Work request
Scan the records below for the word "already". Copy each line where it appears.

Input records

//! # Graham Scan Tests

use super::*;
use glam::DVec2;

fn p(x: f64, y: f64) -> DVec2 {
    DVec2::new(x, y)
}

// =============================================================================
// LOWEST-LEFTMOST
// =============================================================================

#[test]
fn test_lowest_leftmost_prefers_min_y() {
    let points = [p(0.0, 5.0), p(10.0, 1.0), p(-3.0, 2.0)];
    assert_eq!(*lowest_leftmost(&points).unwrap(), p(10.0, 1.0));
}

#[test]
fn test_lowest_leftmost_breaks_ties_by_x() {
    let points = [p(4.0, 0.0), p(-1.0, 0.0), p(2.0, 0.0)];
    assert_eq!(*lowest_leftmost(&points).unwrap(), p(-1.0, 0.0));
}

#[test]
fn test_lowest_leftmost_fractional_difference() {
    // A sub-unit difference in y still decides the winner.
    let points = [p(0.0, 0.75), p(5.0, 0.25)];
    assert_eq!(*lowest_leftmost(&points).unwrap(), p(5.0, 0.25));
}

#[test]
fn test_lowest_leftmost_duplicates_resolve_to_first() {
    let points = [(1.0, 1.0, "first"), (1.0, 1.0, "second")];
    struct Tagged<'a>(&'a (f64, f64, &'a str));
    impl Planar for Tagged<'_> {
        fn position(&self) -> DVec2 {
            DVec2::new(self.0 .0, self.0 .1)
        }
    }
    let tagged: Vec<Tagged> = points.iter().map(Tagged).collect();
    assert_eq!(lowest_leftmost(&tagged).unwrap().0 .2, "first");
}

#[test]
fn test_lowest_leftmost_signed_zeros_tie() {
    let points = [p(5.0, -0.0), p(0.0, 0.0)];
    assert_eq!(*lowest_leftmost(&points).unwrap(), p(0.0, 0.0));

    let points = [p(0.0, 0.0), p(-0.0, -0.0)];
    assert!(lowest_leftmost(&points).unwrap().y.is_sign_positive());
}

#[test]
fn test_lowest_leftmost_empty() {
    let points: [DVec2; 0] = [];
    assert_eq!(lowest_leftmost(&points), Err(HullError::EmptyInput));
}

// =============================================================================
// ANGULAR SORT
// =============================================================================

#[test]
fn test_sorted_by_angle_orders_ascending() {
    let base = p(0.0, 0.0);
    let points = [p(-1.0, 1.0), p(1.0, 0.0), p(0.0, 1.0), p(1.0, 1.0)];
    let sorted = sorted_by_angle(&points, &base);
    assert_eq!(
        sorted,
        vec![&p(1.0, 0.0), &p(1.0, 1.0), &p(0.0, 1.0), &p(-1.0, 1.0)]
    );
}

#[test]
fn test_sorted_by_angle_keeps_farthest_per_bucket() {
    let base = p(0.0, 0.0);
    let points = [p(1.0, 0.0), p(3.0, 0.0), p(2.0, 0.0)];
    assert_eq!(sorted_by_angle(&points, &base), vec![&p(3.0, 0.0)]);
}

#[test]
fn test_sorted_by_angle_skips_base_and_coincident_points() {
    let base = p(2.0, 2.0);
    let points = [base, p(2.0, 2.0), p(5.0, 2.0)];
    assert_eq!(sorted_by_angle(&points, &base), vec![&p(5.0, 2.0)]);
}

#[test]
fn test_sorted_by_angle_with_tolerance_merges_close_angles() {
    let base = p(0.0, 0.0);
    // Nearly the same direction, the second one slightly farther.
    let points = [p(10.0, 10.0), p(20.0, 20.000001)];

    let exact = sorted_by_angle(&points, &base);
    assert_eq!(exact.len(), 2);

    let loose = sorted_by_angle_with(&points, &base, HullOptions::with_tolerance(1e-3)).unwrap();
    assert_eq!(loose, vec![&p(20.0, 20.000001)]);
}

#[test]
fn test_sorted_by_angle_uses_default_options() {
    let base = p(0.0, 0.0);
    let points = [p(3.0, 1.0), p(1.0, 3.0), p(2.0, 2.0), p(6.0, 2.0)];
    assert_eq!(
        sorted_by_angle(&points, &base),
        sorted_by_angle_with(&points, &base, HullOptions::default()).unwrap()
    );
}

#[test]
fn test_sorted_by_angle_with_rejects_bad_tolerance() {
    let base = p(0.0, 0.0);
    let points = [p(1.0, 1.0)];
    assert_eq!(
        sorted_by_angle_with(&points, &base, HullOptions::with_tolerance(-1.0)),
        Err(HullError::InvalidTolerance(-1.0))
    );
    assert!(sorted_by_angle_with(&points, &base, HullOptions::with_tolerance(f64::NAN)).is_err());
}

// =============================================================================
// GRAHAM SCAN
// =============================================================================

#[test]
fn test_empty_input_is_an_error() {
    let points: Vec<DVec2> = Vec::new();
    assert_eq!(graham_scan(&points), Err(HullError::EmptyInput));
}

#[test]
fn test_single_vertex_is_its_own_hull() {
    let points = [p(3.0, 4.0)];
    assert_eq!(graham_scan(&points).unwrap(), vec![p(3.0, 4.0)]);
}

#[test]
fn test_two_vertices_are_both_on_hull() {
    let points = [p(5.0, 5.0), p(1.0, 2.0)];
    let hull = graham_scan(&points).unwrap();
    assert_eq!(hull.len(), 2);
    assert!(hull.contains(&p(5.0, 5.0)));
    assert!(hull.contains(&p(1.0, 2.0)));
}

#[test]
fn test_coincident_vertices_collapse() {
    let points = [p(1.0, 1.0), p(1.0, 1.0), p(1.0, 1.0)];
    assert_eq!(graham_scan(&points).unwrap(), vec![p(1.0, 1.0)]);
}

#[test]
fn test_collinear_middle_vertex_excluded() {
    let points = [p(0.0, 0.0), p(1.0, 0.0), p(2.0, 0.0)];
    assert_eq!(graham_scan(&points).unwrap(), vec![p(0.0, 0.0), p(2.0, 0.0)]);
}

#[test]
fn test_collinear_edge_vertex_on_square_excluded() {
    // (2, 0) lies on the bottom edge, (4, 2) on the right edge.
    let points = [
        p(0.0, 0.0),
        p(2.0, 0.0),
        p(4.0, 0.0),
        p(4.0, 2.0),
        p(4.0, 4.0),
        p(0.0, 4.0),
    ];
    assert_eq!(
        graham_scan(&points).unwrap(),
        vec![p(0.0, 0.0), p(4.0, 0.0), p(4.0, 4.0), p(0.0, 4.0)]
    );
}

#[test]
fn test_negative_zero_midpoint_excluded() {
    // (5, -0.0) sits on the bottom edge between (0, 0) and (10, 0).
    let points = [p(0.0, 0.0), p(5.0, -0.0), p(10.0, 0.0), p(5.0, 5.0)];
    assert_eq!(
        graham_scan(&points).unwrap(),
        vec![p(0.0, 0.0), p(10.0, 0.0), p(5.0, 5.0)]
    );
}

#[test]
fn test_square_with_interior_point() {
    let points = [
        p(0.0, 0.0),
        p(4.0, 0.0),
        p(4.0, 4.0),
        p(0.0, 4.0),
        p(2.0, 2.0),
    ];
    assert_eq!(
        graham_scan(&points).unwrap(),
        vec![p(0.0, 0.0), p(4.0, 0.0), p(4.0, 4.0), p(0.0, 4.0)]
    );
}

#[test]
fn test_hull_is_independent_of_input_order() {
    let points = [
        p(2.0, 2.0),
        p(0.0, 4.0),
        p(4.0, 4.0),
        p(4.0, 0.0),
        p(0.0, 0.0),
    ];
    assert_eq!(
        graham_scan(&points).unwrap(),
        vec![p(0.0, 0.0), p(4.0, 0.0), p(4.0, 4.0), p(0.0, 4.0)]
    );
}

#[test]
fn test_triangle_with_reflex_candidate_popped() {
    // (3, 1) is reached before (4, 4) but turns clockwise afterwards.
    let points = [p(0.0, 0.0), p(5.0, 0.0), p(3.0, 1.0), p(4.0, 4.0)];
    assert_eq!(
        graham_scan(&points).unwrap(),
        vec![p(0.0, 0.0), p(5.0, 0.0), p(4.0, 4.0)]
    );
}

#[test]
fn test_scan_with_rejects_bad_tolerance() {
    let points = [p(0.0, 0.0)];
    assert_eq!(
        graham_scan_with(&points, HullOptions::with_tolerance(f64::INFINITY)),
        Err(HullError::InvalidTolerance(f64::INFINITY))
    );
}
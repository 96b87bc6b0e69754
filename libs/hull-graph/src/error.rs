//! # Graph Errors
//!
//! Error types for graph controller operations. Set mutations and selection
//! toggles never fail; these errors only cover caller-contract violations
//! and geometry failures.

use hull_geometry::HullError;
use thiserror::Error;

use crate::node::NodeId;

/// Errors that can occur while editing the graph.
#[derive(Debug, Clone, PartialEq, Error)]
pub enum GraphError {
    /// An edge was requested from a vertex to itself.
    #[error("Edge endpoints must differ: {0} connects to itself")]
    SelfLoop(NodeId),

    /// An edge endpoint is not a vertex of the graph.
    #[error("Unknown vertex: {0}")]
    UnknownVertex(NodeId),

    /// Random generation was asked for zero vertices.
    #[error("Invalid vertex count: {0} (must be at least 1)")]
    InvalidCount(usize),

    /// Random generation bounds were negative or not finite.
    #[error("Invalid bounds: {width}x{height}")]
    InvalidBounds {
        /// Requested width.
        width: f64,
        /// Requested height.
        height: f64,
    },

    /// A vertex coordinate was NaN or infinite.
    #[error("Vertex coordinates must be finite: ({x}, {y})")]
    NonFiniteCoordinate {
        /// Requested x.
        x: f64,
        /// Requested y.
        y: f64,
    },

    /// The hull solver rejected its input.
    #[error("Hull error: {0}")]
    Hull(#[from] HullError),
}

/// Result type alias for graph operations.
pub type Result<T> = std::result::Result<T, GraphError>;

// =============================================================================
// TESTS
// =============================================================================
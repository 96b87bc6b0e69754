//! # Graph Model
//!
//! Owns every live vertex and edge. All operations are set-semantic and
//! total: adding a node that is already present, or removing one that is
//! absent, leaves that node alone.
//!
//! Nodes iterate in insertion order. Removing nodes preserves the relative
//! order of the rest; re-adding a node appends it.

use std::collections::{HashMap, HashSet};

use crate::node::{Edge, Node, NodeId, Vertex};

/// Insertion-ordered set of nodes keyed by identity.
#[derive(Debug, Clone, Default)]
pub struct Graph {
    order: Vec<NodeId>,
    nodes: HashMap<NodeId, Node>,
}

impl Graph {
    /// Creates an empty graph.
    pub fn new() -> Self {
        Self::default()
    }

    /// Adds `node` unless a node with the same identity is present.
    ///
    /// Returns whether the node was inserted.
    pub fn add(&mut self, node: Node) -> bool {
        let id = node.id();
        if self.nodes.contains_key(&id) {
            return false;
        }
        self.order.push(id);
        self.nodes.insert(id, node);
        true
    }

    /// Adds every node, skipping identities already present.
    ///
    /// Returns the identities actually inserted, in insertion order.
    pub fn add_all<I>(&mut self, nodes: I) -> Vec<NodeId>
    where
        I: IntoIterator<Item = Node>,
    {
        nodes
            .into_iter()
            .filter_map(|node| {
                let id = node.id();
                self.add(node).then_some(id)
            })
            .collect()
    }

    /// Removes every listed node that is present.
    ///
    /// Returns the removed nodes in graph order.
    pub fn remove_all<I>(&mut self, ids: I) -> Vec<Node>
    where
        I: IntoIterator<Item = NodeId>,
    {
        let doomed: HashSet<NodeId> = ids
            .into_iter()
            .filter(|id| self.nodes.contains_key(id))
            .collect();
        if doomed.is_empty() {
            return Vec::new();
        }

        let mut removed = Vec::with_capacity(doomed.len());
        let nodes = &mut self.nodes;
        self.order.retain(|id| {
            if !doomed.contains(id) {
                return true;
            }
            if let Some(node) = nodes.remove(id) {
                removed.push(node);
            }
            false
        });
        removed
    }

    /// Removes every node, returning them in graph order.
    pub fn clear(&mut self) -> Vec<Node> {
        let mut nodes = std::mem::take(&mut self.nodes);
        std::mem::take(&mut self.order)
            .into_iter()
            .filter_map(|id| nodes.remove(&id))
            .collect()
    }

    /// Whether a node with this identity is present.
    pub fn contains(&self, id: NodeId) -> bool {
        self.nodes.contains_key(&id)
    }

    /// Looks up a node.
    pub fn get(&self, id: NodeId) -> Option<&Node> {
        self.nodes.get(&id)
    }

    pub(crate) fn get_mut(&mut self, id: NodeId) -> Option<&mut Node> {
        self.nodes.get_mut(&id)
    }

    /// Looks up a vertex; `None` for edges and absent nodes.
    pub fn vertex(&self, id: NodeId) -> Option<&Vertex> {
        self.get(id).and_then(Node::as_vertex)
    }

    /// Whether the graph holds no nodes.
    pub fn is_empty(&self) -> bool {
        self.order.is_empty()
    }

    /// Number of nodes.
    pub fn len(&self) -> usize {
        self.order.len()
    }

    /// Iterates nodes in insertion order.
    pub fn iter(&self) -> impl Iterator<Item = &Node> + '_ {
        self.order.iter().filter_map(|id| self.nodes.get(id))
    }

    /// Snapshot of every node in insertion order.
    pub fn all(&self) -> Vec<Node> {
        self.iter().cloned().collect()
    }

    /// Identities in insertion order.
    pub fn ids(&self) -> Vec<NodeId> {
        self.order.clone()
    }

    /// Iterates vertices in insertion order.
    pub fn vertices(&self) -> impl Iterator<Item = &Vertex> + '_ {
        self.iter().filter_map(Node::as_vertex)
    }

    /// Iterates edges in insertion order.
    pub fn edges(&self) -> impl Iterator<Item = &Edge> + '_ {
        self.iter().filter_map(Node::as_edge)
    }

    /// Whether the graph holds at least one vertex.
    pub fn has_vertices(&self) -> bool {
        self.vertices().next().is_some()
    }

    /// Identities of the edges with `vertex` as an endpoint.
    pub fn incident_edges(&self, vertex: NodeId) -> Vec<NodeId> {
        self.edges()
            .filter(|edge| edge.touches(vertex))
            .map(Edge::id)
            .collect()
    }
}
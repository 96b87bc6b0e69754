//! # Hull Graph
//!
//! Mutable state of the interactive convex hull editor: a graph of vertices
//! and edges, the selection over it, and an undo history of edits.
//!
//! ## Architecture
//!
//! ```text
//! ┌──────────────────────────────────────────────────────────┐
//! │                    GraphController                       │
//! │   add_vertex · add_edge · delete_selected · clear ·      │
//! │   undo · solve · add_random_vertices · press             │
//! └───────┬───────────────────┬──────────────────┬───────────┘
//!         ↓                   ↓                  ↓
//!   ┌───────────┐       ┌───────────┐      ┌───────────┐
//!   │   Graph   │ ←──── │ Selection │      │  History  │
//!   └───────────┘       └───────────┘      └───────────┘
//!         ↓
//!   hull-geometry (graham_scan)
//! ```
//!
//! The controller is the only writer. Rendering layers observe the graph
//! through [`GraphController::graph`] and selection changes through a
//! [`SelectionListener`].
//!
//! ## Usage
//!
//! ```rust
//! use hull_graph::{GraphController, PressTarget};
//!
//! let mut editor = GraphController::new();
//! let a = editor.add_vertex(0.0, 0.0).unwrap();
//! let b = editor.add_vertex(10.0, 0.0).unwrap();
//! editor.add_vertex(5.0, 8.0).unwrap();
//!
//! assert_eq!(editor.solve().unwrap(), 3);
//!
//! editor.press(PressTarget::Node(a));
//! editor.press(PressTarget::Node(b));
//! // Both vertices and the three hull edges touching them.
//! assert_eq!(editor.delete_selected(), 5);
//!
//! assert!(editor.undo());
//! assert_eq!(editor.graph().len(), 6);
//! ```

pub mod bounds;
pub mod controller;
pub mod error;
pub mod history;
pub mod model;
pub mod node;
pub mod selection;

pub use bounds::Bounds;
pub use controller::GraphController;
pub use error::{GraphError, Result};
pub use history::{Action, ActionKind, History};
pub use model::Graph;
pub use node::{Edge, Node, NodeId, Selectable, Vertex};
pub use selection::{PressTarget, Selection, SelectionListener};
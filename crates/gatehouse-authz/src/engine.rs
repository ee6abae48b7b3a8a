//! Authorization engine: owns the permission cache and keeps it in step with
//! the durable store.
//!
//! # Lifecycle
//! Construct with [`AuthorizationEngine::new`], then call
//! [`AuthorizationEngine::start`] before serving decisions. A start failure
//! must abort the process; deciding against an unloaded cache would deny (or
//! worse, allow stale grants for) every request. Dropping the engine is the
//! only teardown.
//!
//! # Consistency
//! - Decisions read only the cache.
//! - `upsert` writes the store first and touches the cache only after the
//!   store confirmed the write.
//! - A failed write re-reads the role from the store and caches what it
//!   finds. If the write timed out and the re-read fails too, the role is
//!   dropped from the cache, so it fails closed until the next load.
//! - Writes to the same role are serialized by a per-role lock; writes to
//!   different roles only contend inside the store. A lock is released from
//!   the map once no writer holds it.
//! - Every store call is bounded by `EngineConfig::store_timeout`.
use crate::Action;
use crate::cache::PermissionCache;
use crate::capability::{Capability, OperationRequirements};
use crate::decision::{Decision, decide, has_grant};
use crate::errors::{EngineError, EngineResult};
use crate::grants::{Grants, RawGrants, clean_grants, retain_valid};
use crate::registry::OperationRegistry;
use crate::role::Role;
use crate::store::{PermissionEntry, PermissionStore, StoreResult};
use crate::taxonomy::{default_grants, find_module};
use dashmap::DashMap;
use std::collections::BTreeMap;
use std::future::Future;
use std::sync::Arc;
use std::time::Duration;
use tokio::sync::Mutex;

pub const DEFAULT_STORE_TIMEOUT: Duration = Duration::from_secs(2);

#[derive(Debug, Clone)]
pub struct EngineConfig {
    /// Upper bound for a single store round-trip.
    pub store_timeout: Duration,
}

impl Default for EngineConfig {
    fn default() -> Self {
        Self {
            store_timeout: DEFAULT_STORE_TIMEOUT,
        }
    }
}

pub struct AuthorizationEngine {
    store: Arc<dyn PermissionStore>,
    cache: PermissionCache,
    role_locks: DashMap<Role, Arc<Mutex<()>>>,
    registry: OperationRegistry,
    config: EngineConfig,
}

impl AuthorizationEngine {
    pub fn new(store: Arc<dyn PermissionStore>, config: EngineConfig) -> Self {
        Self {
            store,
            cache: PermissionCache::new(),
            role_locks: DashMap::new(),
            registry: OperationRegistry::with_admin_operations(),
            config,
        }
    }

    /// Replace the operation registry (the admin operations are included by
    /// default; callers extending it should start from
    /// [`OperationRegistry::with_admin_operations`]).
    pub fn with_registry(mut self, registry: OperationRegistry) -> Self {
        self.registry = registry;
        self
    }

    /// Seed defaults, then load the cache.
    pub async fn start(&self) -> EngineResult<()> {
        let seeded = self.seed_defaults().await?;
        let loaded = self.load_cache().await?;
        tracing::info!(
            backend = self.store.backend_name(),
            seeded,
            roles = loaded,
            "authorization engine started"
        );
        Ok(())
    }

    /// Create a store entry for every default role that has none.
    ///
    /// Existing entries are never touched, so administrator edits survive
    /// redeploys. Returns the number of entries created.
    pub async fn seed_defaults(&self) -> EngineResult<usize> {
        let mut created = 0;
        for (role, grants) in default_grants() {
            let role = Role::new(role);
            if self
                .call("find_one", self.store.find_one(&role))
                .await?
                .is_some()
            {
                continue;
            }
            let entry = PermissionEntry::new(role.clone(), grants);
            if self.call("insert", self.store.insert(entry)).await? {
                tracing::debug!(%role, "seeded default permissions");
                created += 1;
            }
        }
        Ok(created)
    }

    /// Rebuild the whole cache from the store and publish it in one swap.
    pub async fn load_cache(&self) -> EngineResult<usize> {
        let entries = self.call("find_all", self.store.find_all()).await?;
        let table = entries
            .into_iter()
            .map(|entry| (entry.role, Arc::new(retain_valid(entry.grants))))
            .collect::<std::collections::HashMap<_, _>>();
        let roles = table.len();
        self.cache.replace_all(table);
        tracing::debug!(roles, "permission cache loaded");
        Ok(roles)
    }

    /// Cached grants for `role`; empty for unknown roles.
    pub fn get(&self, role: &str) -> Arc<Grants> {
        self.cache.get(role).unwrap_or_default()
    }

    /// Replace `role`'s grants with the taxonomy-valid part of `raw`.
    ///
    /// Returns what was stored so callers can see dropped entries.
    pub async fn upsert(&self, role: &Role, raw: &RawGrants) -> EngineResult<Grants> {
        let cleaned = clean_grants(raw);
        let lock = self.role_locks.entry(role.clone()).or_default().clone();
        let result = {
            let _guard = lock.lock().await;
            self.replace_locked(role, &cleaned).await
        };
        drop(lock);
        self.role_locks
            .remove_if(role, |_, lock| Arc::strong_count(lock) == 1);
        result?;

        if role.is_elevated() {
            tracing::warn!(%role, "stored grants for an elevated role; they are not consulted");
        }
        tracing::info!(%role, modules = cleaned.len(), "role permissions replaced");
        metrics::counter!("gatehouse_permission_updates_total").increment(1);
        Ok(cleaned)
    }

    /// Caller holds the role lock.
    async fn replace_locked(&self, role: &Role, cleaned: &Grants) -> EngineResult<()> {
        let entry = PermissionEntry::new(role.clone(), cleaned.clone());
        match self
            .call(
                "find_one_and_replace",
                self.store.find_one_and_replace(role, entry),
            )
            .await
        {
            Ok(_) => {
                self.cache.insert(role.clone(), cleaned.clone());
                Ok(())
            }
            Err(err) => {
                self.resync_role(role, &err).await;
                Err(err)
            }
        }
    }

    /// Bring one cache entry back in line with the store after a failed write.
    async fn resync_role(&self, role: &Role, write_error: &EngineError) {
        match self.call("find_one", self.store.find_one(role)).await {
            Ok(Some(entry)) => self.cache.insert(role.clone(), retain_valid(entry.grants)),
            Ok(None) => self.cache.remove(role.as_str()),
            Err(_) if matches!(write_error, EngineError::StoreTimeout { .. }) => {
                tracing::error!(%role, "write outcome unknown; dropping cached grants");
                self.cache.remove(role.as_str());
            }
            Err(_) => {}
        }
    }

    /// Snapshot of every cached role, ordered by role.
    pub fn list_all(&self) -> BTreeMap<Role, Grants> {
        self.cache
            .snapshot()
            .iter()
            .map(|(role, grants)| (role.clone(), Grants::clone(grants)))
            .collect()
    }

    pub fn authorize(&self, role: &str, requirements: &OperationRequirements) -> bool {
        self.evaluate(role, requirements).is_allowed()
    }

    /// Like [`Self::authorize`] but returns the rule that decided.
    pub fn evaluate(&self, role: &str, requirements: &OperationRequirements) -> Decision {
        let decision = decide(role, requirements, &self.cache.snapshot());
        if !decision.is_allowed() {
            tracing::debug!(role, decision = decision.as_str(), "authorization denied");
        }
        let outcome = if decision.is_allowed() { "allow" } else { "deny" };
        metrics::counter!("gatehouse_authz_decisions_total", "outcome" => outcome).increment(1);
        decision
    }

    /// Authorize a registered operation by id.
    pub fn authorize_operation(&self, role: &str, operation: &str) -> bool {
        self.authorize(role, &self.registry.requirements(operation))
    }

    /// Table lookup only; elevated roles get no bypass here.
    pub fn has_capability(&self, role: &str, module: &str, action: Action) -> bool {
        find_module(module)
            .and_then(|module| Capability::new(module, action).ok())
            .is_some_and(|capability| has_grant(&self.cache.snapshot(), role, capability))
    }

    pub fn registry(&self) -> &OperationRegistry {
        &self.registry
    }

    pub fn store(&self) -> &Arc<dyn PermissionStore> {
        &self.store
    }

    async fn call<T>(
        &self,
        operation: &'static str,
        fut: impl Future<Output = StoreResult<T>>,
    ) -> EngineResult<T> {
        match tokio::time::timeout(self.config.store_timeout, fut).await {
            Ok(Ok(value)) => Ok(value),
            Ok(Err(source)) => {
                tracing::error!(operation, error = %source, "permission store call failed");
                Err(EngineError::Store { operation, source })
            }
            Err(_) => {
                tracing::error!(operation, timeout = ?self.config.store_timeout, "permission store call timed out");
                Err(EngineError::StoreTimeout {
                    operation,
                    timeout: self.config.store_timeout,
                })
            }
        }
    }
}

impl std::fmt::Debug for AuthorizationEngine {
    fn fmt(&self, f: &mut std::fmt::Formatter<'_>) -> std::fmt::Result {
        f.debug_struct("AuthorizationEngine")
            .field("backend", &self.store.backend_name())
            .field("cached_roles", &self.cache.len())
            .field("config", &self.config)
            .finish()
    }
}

Answer to this task
//! total: adding a node that is already present, or removing one that is
    /// Adds every node, skipping identities already present.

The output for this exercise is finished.